The Lotus Evija, a fully electric hypercar and one of the most powerful production vehicles on the planet, has just carved its name into the history books — and it did so with a thunderous, tire-melting sprint. During Autocar’s definitive road test, the Evija didn’t just show up — it showed out, smashing multiple acceleration records and proving that electrification and raw performance can go hand-in-hand. Now that customer deliveries are underway, Autocar put the Evija through its paces in what’s widely considered the gold standard of performance benchmarking. The results? Nothing short of jaw-dropping.
The Evija is officially the fastest car to ever complete Autocar’s rigorous road test — a program that dates back to 1928. It clocked the fastest-ever 0–200 mph time, and obliterated all standing records for both the quarter-mile and standing kilometer runs. In mid-range acceleration, where true hypercar power becomes undeniable, the Evija pulled even further ahead. From 100–150 mph, it was a full three seconds quicker than any other car tested. From 150–200 mph? It widened the gap to a staggering five seconds. To put that in perspective: the Evija’s 150–180 mph sprint takes just 2.7 seconds — roughly the same time a high-performance sedan needs to get from 60–90 mph.
Autocar has only ever tested two other road-legal cars that could hit 200 mph from a standstill during their benchmarks. The Evija not only joins that elite club — it crushes expectations. It rockets past the 200 mph mark in under a kilometer and hits its top-speed limiter of 217.4 mph before many top-tier supercars even reach 180.
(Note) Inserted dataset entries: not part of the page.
//! Game events.
//!
//! Every accepted action appends one or more events to `GameState::events`.
//! The log is what a presentation layer shows as the game history; it is
//! never read back by the rules.

use serde::{Deserialize, Serialize};

use super::player::PlayerId;
use crate::board::Tile;
use crate::market::ChainName;

/// Something that happened during the game.
#[derive(Clone, Debug, PartialEq, Eq, Serialize, Deserialize)]
pub enum GameEvent {
    /// A tile was put on the board.
    TilePlaced { player: PlayerId, tile: Tile },

    /// A tile group formed but every chain was already active, so it is
    /// blocked from ever joining a chain.
    FoundingBlocked { player: PlayerId, tiles: Vec<Tile> },

    /// A new chain went on the board.
    ChainFounded {
        player: PlayerId,
        chain: ChainName,
        size: usize,
        founder_share: bool,
    },

    /// A chain grew by absorbing a placed tile and its unincorporated group.
    ChainExpanded { chain: ChainName, size: usize },

    /// A placement joined two or more chains.
    MergerStarted {
        player: PlayerId,
        tile: Tile,
        chains: Vec<ChainName>,
    },

    /// The survivor of a merger is known.
    SurvivorChosen { chain: ChainName },

    /// A shareholder bonus was paid for a chain.
    BonusPaid {
        player: PlayerId,
        chain: ChainName,
        amount: u32,
    },

    /// A defunct chain had no shareholders to consult.
    NoShareholders { chain: ChainName },

    /// Defunct shares sold back to the bank.
    SharesSold {
        player: PlayerId,
        chain: ChainName,
        count: u8,
        proceeds: u32,
    },

    /// Defunct shares traded two-for-one into the survivor.
    SharesTraded {
        player: PlayerId,
        defunct: ChainName,
        survivor: ChainName,
        received: u8,
    },

    /// Defunct shares kept.
    SharesHeld {
        player: PlayerId,
        chain: ChainName,
        count: u8,
    },

    /// All defunct chains have been folded into the survivor.
    MergerCompleted { survivor: ChainName, size: usize },

    /// Shares bought from the bank.
    SharesBought {
        player: PlayerId,
        chain: ChainName,
        count: u8,
        cost: u32,
    },

    /// A dead tile went back to the pool for a fresh one.
    DeadTileExchanged { player: PlayerId, tile: Tile },

    /// A player with no playable tile skipped placement.
    TurnPassed { player: PlayerId },

    /// A tile was drawn at the end of a turn.
    TileDrawn { player: PlayerId },

    /// The game ended.
    GameEnded {
        reason: GameEndReason,
        winner: PlayerId,
    },
}

/// Why the game ended.
#[derive(Clone, Copy, Debug, PartialEq, Eq, Serialize, Deserialize)]
pub enum GameEndReason {
    /// A player declared the end during their buy phase.
    Declared(PlayerId),

    /// The pool and every hand ran out.
    TilesExhausted,

    /// No tile in any hand or in the pool can ever be placed.
    Stalemate,
}

#[cfg(test)]
mod tests {
    use super::*;

    #[test]
    fn test_event_serialization() {
        let events = vec![
            GameEvent::TilePlaced {
                player: PlayerId::new(0),
                tile: "1A".parse().unwrap(),
            },
            GameEvent::BonusPaid {
                player: PlayerId::new(2),
                chain: ChainName::Luxor,
                amount: 3000,
            },
            GameEvent::GameEnded {
                reason: GameEndReason::Declared(PlayerId::new(1)),
                winner: PlayerId::new(3),
            },
        ];

        let json = serde_json::to_string(&events).unwrap();
        let back: Vec<GameEvent> = serde_json::from_str(&json).unwrap();
        assert_eq!(events, back);
    }
}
Autocar’s Road Test Editor, Matt Saunders, summed it up perfectly: “Hypercar makers some time back shifted their focus away from top speed as a distinguishing feature. Some have opted for outright circuit pace, but Lotus chose something powerful electric motors could be truly exceptional at: the 0–200 mph, standing-kilometre drag-strip blast. In 2011, the Bugatti Veyron cut the standard for that – as verified by this magazine in 1994 with the McLaren F1 – by 21%. In 2025, proportionally speaking, the Evija’s leap is twice that size.”